EXERCISE → Scan the records for "static". Show the matching lines.

○ ○ ○ ○ ○

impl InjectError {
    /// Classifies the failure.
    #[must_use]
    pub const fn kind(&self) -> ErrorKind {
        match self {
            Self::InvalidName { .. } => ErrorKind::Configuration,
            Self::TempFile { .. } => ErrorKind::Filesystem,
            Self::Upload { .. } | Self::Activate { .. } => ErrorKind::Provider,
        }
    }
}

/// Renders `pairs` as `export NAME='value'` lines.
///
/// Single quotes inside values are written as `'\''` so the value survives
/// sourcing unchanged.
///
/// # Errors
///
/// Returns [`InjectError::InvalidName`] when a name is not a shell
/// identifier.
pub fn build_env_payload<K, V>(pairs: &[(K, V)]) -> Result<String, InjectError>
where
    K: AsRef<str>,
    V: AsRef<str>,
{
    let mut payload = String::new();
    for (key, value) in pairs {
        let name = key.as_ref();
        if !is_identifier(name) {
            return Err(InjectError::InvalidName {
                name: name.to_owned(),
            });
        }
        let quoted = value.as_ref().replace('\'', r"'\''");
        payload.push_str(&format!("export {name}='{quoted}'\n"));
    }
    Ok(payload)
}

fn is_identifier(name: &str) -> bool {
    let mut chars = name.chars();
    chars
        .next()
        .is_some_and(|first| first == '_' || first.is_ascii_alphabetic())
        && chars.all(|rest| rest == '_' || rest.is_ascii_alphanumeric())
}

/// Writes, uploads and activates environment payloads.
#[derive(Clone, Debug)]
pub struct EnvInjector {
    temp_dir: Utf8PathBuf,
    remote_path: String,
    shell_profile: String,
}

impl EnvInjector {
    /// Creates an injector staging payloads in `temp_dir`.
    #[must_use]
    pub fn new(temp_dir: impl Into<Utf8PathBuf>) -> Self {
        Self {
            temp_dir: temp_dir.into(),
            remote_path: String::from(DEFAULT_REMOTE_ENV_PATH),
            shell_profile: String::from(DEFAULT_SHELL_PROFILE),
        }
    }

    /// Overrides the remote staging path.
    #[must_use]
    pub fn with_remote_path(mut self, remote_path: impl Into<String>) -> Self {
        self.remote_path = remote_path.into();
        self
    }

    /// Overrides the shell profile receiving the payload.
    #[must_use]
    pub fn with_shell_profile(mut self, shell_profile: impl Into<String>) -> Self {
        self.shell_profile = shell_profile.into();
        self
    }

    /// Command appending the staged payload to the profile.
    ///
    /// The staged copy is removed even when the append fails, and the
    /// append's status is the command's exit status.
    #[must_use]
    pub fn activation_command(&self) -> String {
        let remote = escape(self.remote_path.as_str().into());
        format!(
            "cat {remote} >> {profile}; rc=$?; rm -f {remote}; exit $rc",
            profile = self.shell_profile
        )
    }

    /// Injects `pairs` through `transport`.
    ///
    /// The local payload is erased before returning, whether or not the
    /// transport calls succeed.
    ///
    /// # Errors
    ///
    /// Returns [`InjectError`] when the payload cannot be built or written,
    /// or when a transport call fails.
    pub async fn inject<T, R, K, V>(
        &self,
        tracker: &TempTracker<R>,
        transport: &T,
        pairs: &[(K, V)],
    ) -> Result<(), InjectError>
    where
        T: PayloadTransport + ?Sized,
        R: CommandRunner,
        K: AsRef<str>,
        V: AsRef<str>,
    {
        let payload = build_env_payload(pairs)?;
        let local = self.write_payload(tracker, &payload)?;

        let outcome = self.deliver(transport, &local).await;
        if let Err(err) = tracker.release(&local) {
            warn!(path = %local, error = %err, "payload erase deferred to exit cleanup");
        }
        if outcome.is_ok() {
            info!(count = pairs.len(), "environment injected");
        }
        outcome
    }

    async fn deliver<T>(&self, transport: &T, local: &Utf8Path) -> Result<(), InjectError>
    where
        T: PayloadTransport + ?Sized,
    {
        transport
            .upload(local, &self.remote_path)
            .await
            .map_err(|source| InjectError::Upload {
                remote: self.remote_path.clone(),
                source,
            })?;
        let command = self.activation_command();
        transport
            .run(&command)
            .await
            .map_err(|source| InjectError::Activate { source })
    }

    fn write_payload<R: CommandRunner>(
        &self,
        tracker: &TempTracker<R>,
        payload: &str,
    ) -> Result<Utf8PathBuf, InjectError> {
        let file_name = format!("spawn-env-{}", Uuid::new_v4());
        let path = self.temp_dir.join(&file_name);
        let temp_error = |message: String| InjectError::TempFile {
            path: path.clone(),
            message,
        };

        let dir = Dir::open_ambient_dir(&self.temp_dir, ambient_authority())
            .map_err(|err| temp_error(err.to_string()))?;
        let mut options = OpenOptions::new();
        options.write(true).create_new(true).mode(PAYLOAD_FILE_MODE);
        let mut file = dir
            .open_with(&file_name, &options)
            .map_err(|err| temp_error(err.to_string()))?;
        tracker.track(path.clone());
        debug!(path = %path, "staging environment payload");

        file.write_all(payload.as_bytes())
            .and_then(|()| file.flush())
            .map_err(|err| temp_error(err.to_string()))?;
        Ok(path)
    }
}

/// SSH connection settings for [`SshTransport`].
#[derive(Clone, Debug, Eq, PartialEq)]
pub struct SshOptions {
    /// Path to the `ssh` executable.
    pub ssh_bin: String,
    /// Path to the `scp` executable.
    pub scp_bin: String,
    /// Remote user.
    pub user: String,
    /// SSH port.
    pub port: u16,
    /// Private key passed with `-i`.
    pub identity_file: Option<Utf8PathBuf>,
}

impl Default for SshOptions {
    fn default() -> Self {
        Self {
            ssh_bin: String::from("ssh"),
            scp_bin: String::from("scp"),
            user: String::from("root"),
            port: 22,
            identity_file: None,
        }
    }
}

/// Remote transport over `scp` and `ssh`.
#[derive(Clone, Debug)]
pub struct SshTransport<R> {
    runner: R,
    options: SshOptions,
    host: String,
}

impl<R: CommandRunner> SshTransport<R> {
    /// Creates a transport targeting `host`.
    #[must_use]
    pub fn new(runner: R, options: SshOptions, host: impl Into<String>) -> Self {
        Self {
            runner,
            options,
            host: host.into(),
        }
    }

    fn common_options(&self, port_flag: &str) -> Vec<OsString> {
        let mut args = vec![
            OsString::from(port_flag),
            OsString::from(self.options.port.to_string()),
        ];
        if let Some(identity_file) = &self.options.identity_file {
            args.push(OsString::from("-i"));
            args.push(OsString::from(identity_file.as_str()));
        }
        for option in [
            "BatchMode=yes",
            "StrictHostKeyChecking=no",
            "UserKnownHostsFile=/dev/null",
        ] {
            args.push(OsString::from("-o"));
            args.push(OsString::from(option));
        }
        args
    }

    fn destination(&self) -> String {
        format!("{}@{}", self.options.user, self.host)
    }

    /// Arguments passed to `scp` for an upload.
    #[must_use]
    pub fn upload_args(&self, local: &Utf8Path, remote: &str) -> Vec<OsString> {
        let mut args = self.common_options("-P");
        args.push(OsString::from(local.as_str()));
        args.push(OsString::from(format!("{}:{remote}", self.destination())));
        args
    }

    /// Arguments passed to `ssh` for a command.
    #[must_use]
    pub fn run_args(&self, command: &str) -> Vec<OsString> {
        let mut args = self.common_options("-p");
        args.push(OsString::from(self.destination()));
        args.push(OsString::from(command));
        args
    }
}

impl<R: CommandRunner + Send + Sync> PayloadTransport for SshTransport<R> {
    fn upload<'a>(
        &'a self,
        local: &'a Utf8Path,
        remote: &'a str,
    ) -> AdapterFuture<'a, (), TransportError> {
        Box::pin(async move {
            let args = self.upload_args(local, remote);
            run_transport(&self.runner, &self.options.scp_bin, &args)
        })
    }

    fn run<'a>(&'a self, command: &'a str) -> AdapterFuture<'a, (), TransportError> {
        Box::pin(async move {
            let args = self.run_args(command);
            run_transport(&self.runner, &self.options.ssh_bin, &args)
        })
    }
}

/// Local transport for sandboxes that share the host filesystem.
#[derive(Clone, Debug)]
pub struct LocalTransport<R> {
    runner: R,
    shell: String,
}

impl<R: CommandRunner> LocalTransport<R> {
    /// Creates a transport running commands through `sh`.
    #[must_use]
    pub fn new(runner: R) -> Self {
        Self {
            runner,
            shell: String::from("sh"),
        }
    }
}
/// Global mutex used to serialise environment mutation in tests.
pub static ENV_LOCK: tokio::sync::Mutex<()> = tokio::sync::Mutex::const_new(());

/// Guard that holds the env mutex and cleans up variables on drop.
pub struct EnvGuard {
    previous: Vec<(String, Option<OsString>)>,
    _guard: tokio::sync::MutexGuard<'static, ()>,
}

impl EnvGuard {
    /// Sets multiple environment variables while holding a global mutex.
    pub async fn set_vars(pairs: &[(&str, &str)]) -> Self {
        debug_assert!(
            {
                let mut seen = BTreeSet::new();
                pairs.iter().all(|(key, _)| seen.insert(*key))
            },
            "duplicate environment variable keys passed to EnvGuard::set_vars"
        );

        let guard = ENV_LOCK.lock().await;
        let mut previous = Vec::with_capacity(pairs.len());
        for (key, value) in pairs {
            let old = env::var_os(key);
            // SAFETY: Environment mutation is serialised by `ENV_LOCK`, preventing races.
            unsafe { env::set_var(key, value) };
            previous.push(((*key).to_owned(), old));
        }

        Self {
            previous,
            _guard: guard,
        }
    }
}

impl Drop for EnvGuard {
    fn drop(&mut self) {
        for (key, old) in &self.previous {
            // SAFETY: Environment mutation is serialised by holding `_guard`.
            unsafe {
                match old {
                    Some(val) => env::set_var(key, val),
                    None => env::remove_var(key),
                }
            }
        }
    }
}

○ ○ ○ ○ ○

EXERCISE RESULT →
pub static ENV_LOCK: tokio::sync::Mutex<()> = tokio::sync::Mutex::const_new(());
    _guard: tokio::sync::MutexGuard<'static, ()>,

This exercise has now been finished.